Effect of nitric oxide synthase inhibitors and molsidomine on the anticonvulsant activity of some antiepileptic drugs.

The present study examined effects of the two nitric oxide synthase (NOS) inhibitors, N-nitro-L-arginine methyl ester (L-NAME) and 7-nitroindazole (7-NI), as well as of the NO donor molsidomine on the anticonvulsant activity of conventional antiepileptic drugs (diphenylhydantoin and carbamazepine) and competitive (CGP 37,849) and non-competitive (dizocilpine) NMDA receptor antagonists against the maximal electroshock in mice. It was found that L-NAME (25 and 50 mg/kg) did not affect the anticonvulsant activity of either drug, having had no influence on their anticonvulsive ED50 values. 7-NI (50 and 100 mg/kg) reduced the anticonvulsive ED50 (augmentation of the anticonvulsant activity) of CGP 37,849 and dizocilpine, raised the anticonvulsive ED50 (attenuation of the anticonvulsant activity) of diphenylhydantoin and had no influence on the anticonvulsant effect of carbamazepine.
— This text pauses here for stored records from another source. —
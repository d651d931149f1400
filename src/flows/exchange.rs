//! Authorization-Code Exchange
//!
//! Thin entry point of the lifecycle: trades a one-time code for an initial
//! session. The provider's consent/redirect flow itself is an external
//! collaborator; this module only builds the consent URL and performs the
//! code exchange.

use async_trait::async_trait;
use std::sync::Arc;

use crate::core::{basic_authorization, encode_form, FormRequest, HttpTransport};
use crate::error::TokenServiceError;
use crate::types::{
    epoch_now, AuthorizedSession, ClientCredentials, ProviderConfig, SessionResponse,
};

/// Consent URL the user is redirected to from `/login`.
pub fn authorization_url(provider: &ProviderConfig, credentials: &ClientCredentials) -> String {
    let query = encode_form(&[
        ("response_type", "code"),
        ("client_id", credentials.client_id.as_str()),
        ("redirect_uri", credentials.redirect_url.as_str()),
    ]);
    format!("{}?{}", provider.authorization_endpoint, query)
}

/// Session-exchange capability of the identity provider.
#[async_trait]
pub trait SessionExchange: Send + Sync {
    /// Exchange an authorization code for an initial session.
    async fn complete_authorization(
        &self,
        code: &str,
    ) -> Result<AuthorizedSession, TokenServiceError>;
}

/// Exchange over the provider's token endpoint.
pub struct HttpSessionExchange<T: HttpTransport> {
    provider: ProviderConfig,
    credentials: ClientCredentials,
    transport: Arc<T>,
}

impl<T: HttpTransport> HttpSessionExchange<T> {
    pub fn new(
        provider: ProviderConfig,
        credentials: ClientCredentials,
        transport: Arc<T>,
    ) -> Self {
        Self {
            provider,
            credentials,
            transport,
        }
    }
}

#[async_trait]
impl<T: HttpTransport> SessionExchange for HttpSessionExchange<T> {
    async fn complete_authorization(
        &self,
        code: &str,
    ) -> Result<AuthorizedSession, TokenServiceError> {
        let body = encode_form(&[
            ("grant_type", "authorization_code"),
            ("code", code),
            ("redirect_uri", self.credentials.redirect_url.as_str()),
            ("client_id", self.credentials.client_id.as_str()),
        ]);

        let request = FormRequest {
            url: self.provider.token_endpoint.clone(),
            headers: [
                (
                    "content-type".to_string(),
                    "application/x-www-form-urlencoded".to_string(),
                ),
                ("accept".to_string(), "application/json".to_string()),
                (
                    "authorization".to_string(),
                    basic_authorization(&self.credentials),
                ),
            ]
            .into_iter()
            .collect(),
            body,
        };

        let response = self.transport.post_form(request).await?;

        if !response.is_success() {
            tracing::warn!(status = response.status, "code exchange rejected by provider");
            return Err(TokenServiceError::Exchange {
                message: format!("HTTP {}: {}", response.status, response.body),
            });
        }

        let session: SessionResponse =
            serde_json::from_str(&response.body).map_err(|e| TokenServiceError::InvalidResponse {
                message: e.to_string(),
            })?;

        let expires_at = session.absolute_expiry(epoch_now()).ok_or_else(|| {
            TokenServiceError::InvalidResponse {
                message: "session response carries no expiry".to_string(),
            }
        })?;

        tracing::info!(user_id = %session.user_id, "authorization code exchanged");

        Ok(AuthorizedSession {
            user_id: session.user_id,
            access_token: session.access_token,
            refresh_token: session.refresh_token,
            expires_at,
        })
    }
}

/// Mock exchange for route tests.
#[derive(Default)]
pub struct MockSessionExchange {
    next_session: std::sync::Mutex<Option<AuthorizedSession>>,
    next_error: std::sync::Mutex<Option<TokenServiceError>>,
    code_history: std::sync::Mutex<Vec<String>>,
}

impl MockSessionExchange {
    pub fn new() -> Self {
        Self::default()
    }

    pub fn set_next_session(&self, session: AuthorizedSession) -> &Self {
        *self.next_session.lock().unwrap() = Some(session);
        self
    }

    pub fn set_next_error(&self, error: TokenServiceError) -> &Self {
        *self.next_error.lock().unwrap() = Some(error);
        self
    }

    pub fn code_history(&self) -> Vec<String> {
        self.code_history.lock().unwrap().clone()
    }
}

#[async_trait]
impl SessionExchange for MockSessionExchange {
    async fn complete_authorization(
        &self,
        code: &str,
    ) -> Result<AuthorizedSession, TokenServiceError> {
        self.code_history.lock().unwrap().push(code.to_string());

        if let Some(error) = self.next_error.lock().unwrap().take() {
            return Err(error);
        }
        if let Some(session) = self.next_session.lock().unwrap().take() {
            return Ok(session);
        }

        Ok(AuthorizedSession {
            user_id: "mock-user".to_string(),
            access_token: "mock-access-token".to_string(),
            refresh_token: "mock-refresh-token".to_string(),
            expires_at: epoch_now() + 3600,
        })
    }
}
At the same time, augmentation of the anticonvulsant activity (reduction of the ED50 values) of diphenylhydantoin, carbamazepine and CGP 37,849, but not of dizocilpine, was observed after molsidomine (100-150 mg/kg). Moreover, 7-NI (100 mg/kg) and molsidomine (100 and 150 mg/kg), but not L-NAME (25 and 50 mg/kg), raised the threshold for electroconvulsions. The obtained results indicate that alterations in the anticonvulsant activity of the investigated drugs evoked by 7-NI and mosidomine, may result from non-specific effects of the NOS inhibitor and the NO donor, having no connection with the brain NO pathway.